TIGRE is a Python CLI tool that extracts intergenic regions from GFF3 file(s). It is designed to handle overlapping features and provides options for customizing the extraction process. It has 3 main commands: clean, extract, and getfasta, which cleans and prepares GFF3 files, extracts intergenic regions (or just regions between features), and retrieves sequences from a FASTA file, respectively.

In clean command, TIGRE optionally supports the use of a GDT .gdict file to standardize feature names.

Features

  • Clean & Standardize: Process and prepares GFF3 files with optional support for GDT to standardize gene names.
  • Extract Regions: Extract intergenic regions with customizable feature filtering.
  • Generate Sequences: Retrieve FASTA sequences from extracted regions.
  • Parallel Processing: On demand multi-thread/multi-process execution for batch operations.

Table of Contents

Quick Start

Installation

Dependencies:

Optional Dependencies:

# Basic installation
pip install tigre

# With optional dependencies
pip install tigre[bio]    # for biopython (getfasta command)
pip install tigre[gdt]    # for GDT support in clean command
pip install tigre[all]    # for all optional dependencies

Example Usage

# Download plants_mit.tar.zst dataset from our github
wget https://raw.githubusercontent.com/brenodupin/tigre/master/examples/plants_mit.tar.zst
zstd -d -c plants_mit.tar.zst | tar -xf -
cd plants_mit

# Run TIGRE pipeline
tigre clean multiple -v --log tigre_clean.log --gdict plants_mit.gdict --tsv plants_mit.tsv
tigre extract multiple -v --log tigre_extract.log --tsv plants_mit.tsv
tigre getfasta multiple -v --log tigre_getfasta.log --tsv plants_mit.tsv --bedtools-compatible

Commands

  • clean → Prepares GFF3 files (sorting, overlap resolution, attribute formatting, optional GDT normalization).
  • extract → Extracts intergenic regions from cleaned GFF3s.
  • getfasta → Retrieves FASTA sequences for extracted regions.

More examples in EXAMPLES.md

Usage Modes

Single Mode

Processes individual files by specifying direct file paths:

tigre <command> single --gff-in input.gff3 --gff-out output.gff3 [options]
Flag Description clean extract getfasta
--gff-in Input GFF3 file path
--gff-out Output GFF3 file path
--fasta-in Input FASTA file path
--fasta-out Output FASTA file path

Multiple Mode

The multiple mode allows TIGRE to process batches of files indexed by the input TSV file containing accession numbers. For each accession, TIGRE builds the expected file paths using suffixes and extensions. Each command has its own default suffixes and extensions, which are applied automatically unless the user overrides them.

TSV format:

The TSV must have a column with accession numbers. By default, the column name is AN, but it can be changed with the --an-column flag. Example:

AN          other_columns
NC_123456.1   ...
NC_999999.1   ...

Input organization requirement:

The TSV file and the accession-number folders must be located in the same directory. Each folder must be named exactly after the corresponding accession number from the TSV.

The file paths are constructed as:

<AN>/<AN><suffix><extension>

Using the example above, the corresponding folder structure should look like this:

your_project/
├──example.tsv
├── NC_123456.1/
│   ├── NC_123456.1.gff3
│   └── NC_123456.1.fasta (if applicable)
└── NC_999999.1/
    ├── NC_999999.1.gff3
    └── NC_999999.1.fasta (if applicable)
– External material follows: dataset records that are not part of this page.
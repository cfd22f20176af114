//! Stats command handler.
//!
//! Handles knowledge base statistics display.

use super::{build_pipeline, write_json};
use clap::Args;
use kbqa_core::{config::AppConfig, AppResult};
use kbqa_knowledge::RagPipeline;
use kbqa_prompt::list_prompts;
use std::io::Write;

/// Show knowledge base statistics
#[derive(Args, Debug)]
pub struct StatsCommand {
    /// Output as JSON
    #[arg(long)]
    pub json: bool,
}

impl StatsCommand {
    pub fn execute(&self, config: &AppConfig) -> AppResult<()> {
        tracing::info!("Executing stats command");

        let pipeline = build_pipeline(config)?;
        let prompts = list_prompts(&config.workspace)?;
        self.run(&pipeline, &prompts, &mut std::io::stdout())
    }

    /// Write corpus, retrieval and backend details to `out`.
    pub fn run<W: Write>(
        &self,
        pipeline: &RagPipeline,
        prompts: &[String],
        out: &mut W,
    ) -> AppResult<()> {
        let stats = pipeline.stats();
        let options = pipeline.options();
        let generator = pipeline.generator();

        if self.json {
            let output = serde_json::json!({
                "corpus": stats,
                "retrieval": {
                    "topN": options.top_n,
                    "minScore": options.min_score,
                    "maxContextChars": options.max_context_chars,
                },
                "backend": {
                    "provider": generator.provider_name(),
                    "endpoint": generator.endpoint(),
                    "model": generator.model(),
                },
                "prompts": prompts,
            });
            return write_json(out, &output);
        }

        writeln!(out, "Knowledge base: {}", stats.domain)?;
        writeln!(out, "  Passages: {}", stats.passage_count)?;
        writeln!(out, "  Vocabulary: {} terms", stats.vocabulary_size)?;
        writeln!(out, "  Avg terms per passage: {:.1}", stats.avg_terms_per_passage)?;
        writeln!(out, "  Total characters: {}", stats.total_chars)?;
        writeln!(
            out,
            "Retrieval: top_n={} min_score={}",
            options.top_n, options.min_score
        )?;
        writeln!(
            out,
            "Backend: {} {} (model {})",
            generator.provider_name(),
            generator.endpoint(),
            generator.model()
        )?;
        writeln!(out, "Prompts: {}", prompts.join(", "))?;

        Ok(())
    }
}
File extension default values for each command

Flag Default clean extract getfasta
--gff-in-ext ".gff3"
--gff-out-ext ".gff3"
--fasta-in-ext ".fasta"
--fasta-out-ext ".fasta"

File suffix default values for each command

Flag clean extract getfasta
--gff-in-suffix "" "_clean" "_intergenic"
--gff-out-suffix "_clean" "_intergenic"
--fasta-in-suffix ""
--fasta-out-suffix "_intergenic"

Detailed Usage

Global Options

Available for all commands:

Logging Options

TIGRE has extensive logging capabilities, allowing users to customize the verbosity and destination of log messages, by default logs are saved to tigre_<command>-<timestamp>.log in the current working directory.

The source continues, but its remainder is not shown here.